To the best of our knowledge, this is the first report assessing the changes of lung diffusion capacity in relation to swimming training. We show a consistent slight decrease in DLCO (−2.5%) after swimming exercise, along 207 pre- to post-comparative evaluations. Some studies have already shown that lung diffusion is reduced after exercise in land-based athletes4,5 leading to the speculation that exercise could trigger interstitial pulmonary oedema, but the novelty of this case report is the follow-up analysis of swimming, an aquatic-based sport specifically associated to pulmonary oedema.6,7 The most important finding is the large inter-individual variability in the response of DLCO to swim training along the follow-up. Fig. 1 shows individual change in DLCO post-training. We show a decrement in averaged DLCO (x¯DLCO) in 17 of 21 participants along the 10 training sessions evaluated. Large inter-individual differences in x¯DLCO are also showed after swimming exercise, including 6 subjects showing a large decrease (−5.6–11.2%), 11 subjects with a small decrease (−0.4–3.1%) and 4 subjects showing a slight increase (+1.3–2.2%).
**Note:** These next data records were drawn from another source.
// ── Generic reactive entity store ──
//
// One insertion-ordered collection per entity type, with push-based
// change notification via `watch` channels. Every mutation rebuilds the
// snapshot, re-resolves the active record, and bumps a version counter
// before the lock is released, so subscribers observe mutations in
// store order.

use std::sync::{Arc, PoisonError, RwLock, RwLockReadGuard, RwLockWriteGuard};

use indexmap::IndexMap;
use tokio::sync::watch;

use crate::model::{Patchable, Record, RecordId};
use crate::stream::EntityStream;

struct Inner<T> {
    /// id -> record, iterated in insertion order.
    records: IndexMap<RecordId, Arc<T>>,
    /// The single "currently selected" id, if any. May dangle after a
    /// remove; the active stream then resolves to `None`.
    active_id: Option<RecordId>,
}

/// A reactive collection for a single entity type.
///
/// Holds records keyed by [`RecordId`] in insertion order. Mutations
/// notify all current subscribers synchronously through `watch`
/// channels: the full snapshot, the resolved active record, the loading
/// flag, and a version counter that bumps on every mutation.
pub struct EntityStore<T: Record> {
    inner: RwLock<Inner<T>>,
    snapshot: watch::Sender<Arc<Vec<Arc<T>>>>,
    active: watch::Sender<Option<Arc<T>>>,
    loading: watch::Sender<bool>,
    version: watch::Sender<u64>,
}

impl<T: Record> EntityStore<T> {
    pub fn new() -> Self {
        let (snapshot, _) = watch::channel(Arc::new(Vec::new()));
        let (active, _) = watch::channel(None);
        let (loading, _) = watch::channel(false);
        let (version, _) = watch::channel(0u64);

        Self {
            inner: RwLock::new(Inner {
                records: IndexMap::new(),
                active_id: None,
            }),
            snapshot,
            active,
            loading,
            version,
        }
    }

    // ── Mutations ────────────────────────────────────────────────────

    /// Replace the entire collection, preserving the given order.
    /// Duplicate ids in the input collapse to the last occurrence.
    pub fn set(&self, records: Vec<T>) {
        let mut inner = self.write();
        inner.records = records
            .into_iter()
            .map(|r| (r.record_id(), Arc::new(r)))
            .collect();
        self.notify(&inner);
    }

    /// Insert one record. On a duplicate id this is a silent no-op: the
    /// existing record is kept and returned.
    pub fn add(&self, record: T) -> Arc<T> {
        let id = record.record_id();
        let mut inner = self.write();
        if let Some(existing) = inner.records.get(&id) {
            return Arc::clone(existing);
        }
        let arc = Arc::new(record);
        inner.records.insert(id, Arc::clone(&arc));
        self.notify(&inner);
        arc
    }

    /// Insert-or-replace a full record (server responses supersede local
    /// state). An existing record keeps its collection position.
    pub fn insert(&self, record: T) -> Arc<T> {
        let id = record.record_id();
        let arc = Arc::new(record);
        let mut inner = self.write();
        inner.records.insert(id, Arc::clone(&arc));
        self.notify(&inner);
        arc
    }

    /// Insert-or-merge: on an existing id the patch's set fields
    /// overwrite and unset fields are untouched; on a missing id the
    /// patch is materialized into a fresh record keyed by `id`.
    pub fn upsert(&self, id: &RecordId, patch: &T::Patch) -> Arc<T>
    where
        T: Patchable,
    {
        let mut inner = self.write();
        let existing = inner.records.get(id).cloned();
        let arc = match existing {
            Some(current) => {
                let mut updated = T::clone(&current);
                updated.apply_patch(patch);
                Arc::new(updated)
            }
            None => Arc::new(T::from_patch(id, patch)),
        };
        inner.records.insert(id.clone(), Arc::clone(&arc));
        self.notify(&inner);
        arc
    }

    /// Remove a record by id. Returns the removed record if it existed.
    pub fn remove(&self, id: &RecordId) -> Option<Arc<T>> {
        let mut inner = self.write();
        let removed = inner.records.shift_remove(id);
        if removed.is_some() {
            self.notify(&inner);
        }
        removed
    }

    /// Remove all records.
    pub fn clear(&self) {
        let mut inner = self.write();
        inner.records.clear();
        self.notify(&inner);
    }

    /// Record the single "currently selected" id (or clear it).
    pub fn set_active(&self, id: Option<&RecordId>) {
        let mut inner = self.write();
        inner.active_id = id.cloned();
        self.notify(&inner);
    }

    /// Toggle the busy flag consumed by spinners/status lines.
    pub fn set_loading(&self, loading: bool) {
        self.loading.send_modify(|l| *l = loading);
    }

    // ── Reads ────────────────────────────────────────────────────────

    pub fn get(&self, id: &RecordId) -> Option<Arc<T>> {
        self.read().records.get(id).cloned()
    }

    /// The resolved active record, if the active id points at one.
    pub fn active(&self) -> Option<Arc<T>> {
        self.active.borrow().clone()
    }

    pub fn active_id(&self) -> Option<RecordId> {
        self.read().active_id.clone()
    }

    pub fn is_loading(&self) -> bool {
        *self.loading.borrow()
    }

    pub fn len(&self) -> usize {
        self.read().records.len()
    }

    pub fn is_empty(&self) -> bool {
        self.read().records.is_empty()
    }

    /// All current ids, in insertion order.
    pub fn record_ids(&self) -> Vec<RecordId> {
        self.read().records.keys().cloned().collect()
    }

    /// Get the current snapshot (cheap `Arc` clone).
    pub fn snapshot(&self) -> Arc<Vec<Arc<T>>> {
        self.snapshot.borrow().clone()
    }

    /// Mutation counter; bumps on every set/add/insert/upsert/remove/
    /// clear/set_active.
    pub fn version(&self) -> u64 {
        *self.version.borrow()
    }

    // ── Subscriptions ────────────────────────────────────────────────

    pub fn subscribe(&self) -> watch::Receiver<Arc<Vec<Arc<T>>>> {
        self.snapshot.subscribe()
    }

    /// A subscription handle over the raw (insertion-ordered) collection.
    pub fn stream(&self) -> EntityStream<T> {
        EntityStream::new(self.subscribe())
    }

    pub fn subscribe_active(&self) -> watch::Receiver<Option<Arc<T>>> {
        self.active.subscribe()
    }

    pub fn subscribe_loading(&self) -> watch::Receiver<bool> {
        self.loading.subscribe()
    }

    // ── Private helpers ──────────────────────────────────────────────

    fn read(&self) -> RwLockReadGuard<'_, Inner<T>> {
        self.inner.read().unwrap_or_else(PoisonError::into_inner)
    }

    fn write(&self) -> RwLockWriteGuard<'_, Inner<T>> {
        self.inner.write().unwrap_or_else(PoisonError::into_inner)
    }

    /// Rebuild the snapshot, re-resolve the active record, and bump the
    /// version. Called with the write lock held so emissions happen in
    /// mutation order. `send_modify` updates unconditionally, even with
    /// zero receivers.
    fn notify(&self, inner: &Inner<T>) {
        let values: Vec<Arc<T>> = inner.records.values().cloned().collect();
        self.snapshot.send_modify(|snap| *snap = Arc::new(values));

        let resolved = inner
            .active_id
            .as_ref()
            .and_then(|id| inner.records.get(id).cloned());
        self.active.send_modify(|a| *a = resolved);

        self.version.send_modify(|v| *v += 1);
    }
}

impl<T: Record> Default for EntityStore<T> {
    fn default() -> Self {
        Self::new()
    }
}

#[cfg(test)]
#[allow(clippy::unwrap_used)]
mod tests {
    use super::*;
    use crate::model::Patchable;

    #[derive(Debug, Clone, PartialEq, Eq)]
    struct Note {
        id: String,
        name: String,
    }

    impl Note {
        fn new(id: &str, name: &str) -> Self {
            Self {
                id: id.into(),
                name: name.into(),
            }
        }
    }

    impl Record for Note {
        fn record_id(&self) -> RecordId {
            RecordId::from(self.id.as_str())
        }
    }

    #[derive(Debug, Clone, Default)]
    struct NotePatch {
        name: Option<String>,
    }

    impl Patchable for Note {
        type Patch = NotePatch;

        fn apply_patch(&mut self, patch: &Self::Patch) {
            if let Some(name) = &patch.name {
                self.name = name.clone();
            }
        }

        fn from_patch(id: &RecordId, patch: &Self::Patch) -> Self {
            Self {
                id: id.to_string(),
                name: patch.name.clone().unwrap_or_default(),
            }
        }
    }

    fn names(snapshot: &Arc<Vec<Arc<Note>>>) -> Vec<String> {
        snapshot.iter().map(|n| n.name.clone()).collect()
    }

    #[test]
    fn add_preserves_insertion_order() {
        let store: EntityStore<Note> = EntityStore::new();
        store.add(Note::new("1", "Bravo"));
        store.add(Note::new("2", "Alpha"));

        assert_eq!(names(&store.snapshot()), vec!["Bravo", "Alpha"]);
    }

    #[test]
    fn add_is_a_silent_noop_on_duplicate_id() {
        let store: EntityStore<Note> = EntityStore::new();
        store.add(Note::new("1", "first"));
        let kept = store.add(Note::new("1", "second"));

        assert_eq!(kept.name, "first");
        assert_eq!(store.len(), 1);
        assert_eq!(
            store.get(&RecordId::from("1")).unwrap().name,
            "first"
        );
    }

    #[test]
    fn set_replaces_the_whole_collection() {
        let store: EntityStore<Note> = EntityStore::new();
        store.add(Note::new("1", "old"));

        store.set(vec![Note::new("2", "a"), Note::new("3", "b")]);

        assert_eq!(store.len(), 2);
        assert!(store.get(&RecordId::from("1")).is_none());
        assert_eq!(names(&store.snapshot()), vec!["a", "b"]);
    }

    #[test]
    fn upsert_merges_on_existing_id() {
        let store: EntityStore<Note> = EntityStore::new();
        store.add(Note::new("1", "Bravo"));

        store.upsert(
            &RecordId::from("1"),
            &NotePatch {
                name: Some("Zulu".into()),
            },
        );

        assert_eq!(store.len(), 1);
        assert_eq!(store.get(&RecordId::from("1")).unwrap().name, "Zulu");
    }

    #[test]
    fn upsert_leaves_unset_fields_untouched() {
        let store: EntityStore<Note> = EntityStore::new();
        store.add(Note::new("1", "Bravo"));

        store.upsert(&RecordId::from("1"), &NotePatch::default());

        assert_eq!(store.get(&RecordId::from("1")).unwrap().name, "Bravo");
    }

    #[test]
    fn upsert_behaves_as_add_on_missing_id() {
        let store: EntityStore<Note> = EntityStore::new();

        store.upsert(
            &RecordId::from("9"),
            &NotePatch {
                name: Some("fresh".into()),
            },
        );

        assert_eq!(store.len(), 1);
        assert_eq!(store.get(&RecordId::from("9")).unwrap().name, "fresh");
    }

    #[test]
    fn insert_replaces_in_place() {
        let store: EntityStore<Note> = EntityStore::new();
        store.add(Note::new("1", "a"));
        store.add(Note::new("2", "b"));

        store.insert(Note::new("1", "a2"));

        // Replaced record keeps its position.
        assert_eq!(names(&store.snapshot()), vec!["a2", "b"]);
    }

    #[test]
    fn remove_returns_the_record_and_drops_it() {
        let store: EntityStore<Note> = EntityStore::new();
        store.add(Note::new("1", "a"));
        store.add(Note::new("2", "b"));

        let removed = store.remove(&RecordId::from("1")).unwrap();
        assert_eq!(removed.name, "a");
        assert_eq!(names(&store.snapshot()), vec!["b"]);

        // Removing again is a no-op.
        assert!(store.remove(&RecordId::from("1")).is_none());
    }

    #[test]
    fn replayed_sequence_reflects_exactly_the_implied_records() {
        let store: EntityStore<Note> = EntityStore::new();
        store.add(Note::new("1", "Bravo"));
        store.add(Note::new("2", "Alpha"));
        store.upsert(
            &RecordId::from("1"),
            &NotePatch {
                name: Some("Zulu".into()),
            },
        );
        store.remove(&RecordId::from("2"));

        let snap = store.snapshot();
        assert_eq!(snap.len(), 1);
        assert_eq!(snap[0].id, "1");
        assert_eq!(snap[0].name, "Zulu");
    }

    #[test]
    fn active_record_tracks_the_pointer() {
        let store: EntityStore<Note> = EntityStore::new();
        store.add(Note::new("1", "a"));

        assert!(store.active().is_none());

        store.set_active(Some(&RecordId::from("1")));
        assert_eq!(store.active().unwrap().name, "a");

        store.set_active(None);
        assert!(store.active().is_none());
    }

    #[test]
    fn active_resolves_to_none_after_remove() {
        let store: EntityStore<Note> = EntityStore::new();
        store.add(Note::new("1", "a"));
        store.set_active(Some(&RecordId::from("1")));

        store.remove(&RecordId::from("1"));
        assert!(store.active().is_none());
    }

    #[test]
    fn loading_flag_round_trips() {
        let store: EntityStore<Note> = EntityStore::new();
        assert!(!store.is_loading());
        store.set_loading(true);
        assert!(store.is_loading());
        store.set_loading(false);
        assert!(!store.is_loading());
    }

    #[test]
    fn every_mutation_bumps_the_version() {
        let store: EntityStore<Note> = EntityStore::new();
        let v0 = store.version();

        store.add(Note::new("1", "a"));
        store.insert(Note::new("1", "a2"));
        store.remove(&RecordId::from("1"));

        assert_eq!(store.version(), v0 + 3);
    }

    #[test]
    fn subscribers_see_the_latest_snapshot() {
        let store: EntityStore<Note> = EntityStore::new();
        let rx = store.subscribe();

        store.add(Note::new("1", "a"));
        store.add(Note::new("2", "b"));

        assert_eq!(names(&rx.borrow()), vec!["a", "b"]);
    }
}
Therefore, at least 6 of 21 participants of the study suffer a post-training diffusion limitation consistently more pronounced than the repeatability of DLCO in healthy adults (±3.1%).12

Several causes has been proposed to explain this decrease, including the redistribution of central blood volume to peripheral areas13 and the development of an exercise-induced pulmonary oedema.4 Beside, the changes in Hb during training were not considered, which could account to some extent for the differences in DLCO after training. The first possible explanation is the redistribution of the blood flow to the peripheral tissues after the training through a significant redistribution of fluid shift from the thorax to the peripheral vascular space.13 In our study, we measured DLCO less than 10min after exercise and the decrease in DLCO occurs despite a slight increase in the alveolar volume after training, which conflict with this hypothesis. The second possible explanation is the presence of swimming-induced pulmonary oedema (SIPO) during exercise which has been related to the ultra-structural mechanical stress in the pulmonary capillaries under a condition of high pulmonary artery and capillary pressures14 such as swimming exercise. Currently there is no evidence as to why certain individuals are susceptible to SIPO, although symptoms normally resolve rapidly within 48h7 and do not provoke the development of clinically relevant pulmonary oedema which remains as a rare event.15

In summary, this study shows that swimmers experience subclinical decrease in lung diffusing capacity after training, although elite swimmers have larger lungs and higher diffusing capacity than the general population. Therefore, the swimming-induced decrement in DLCO is a transient phenomenon that does not lead to chronic impairment in pulmonary gas exchange. In fact, we suggest that the highly developed pulmonary function of the elite swimmers could be the result of repeated stress to the alveolar-capillary barrier during training. We also found large inter-individual variability, including some swimmers with a large decrease in lung diffusing capacity after exercise. Therefore, doctors and coaches should pay attention to the individual changes in alveolar-capillary diffusing capacity among elite swimmers exposed to highly demanding training regimes.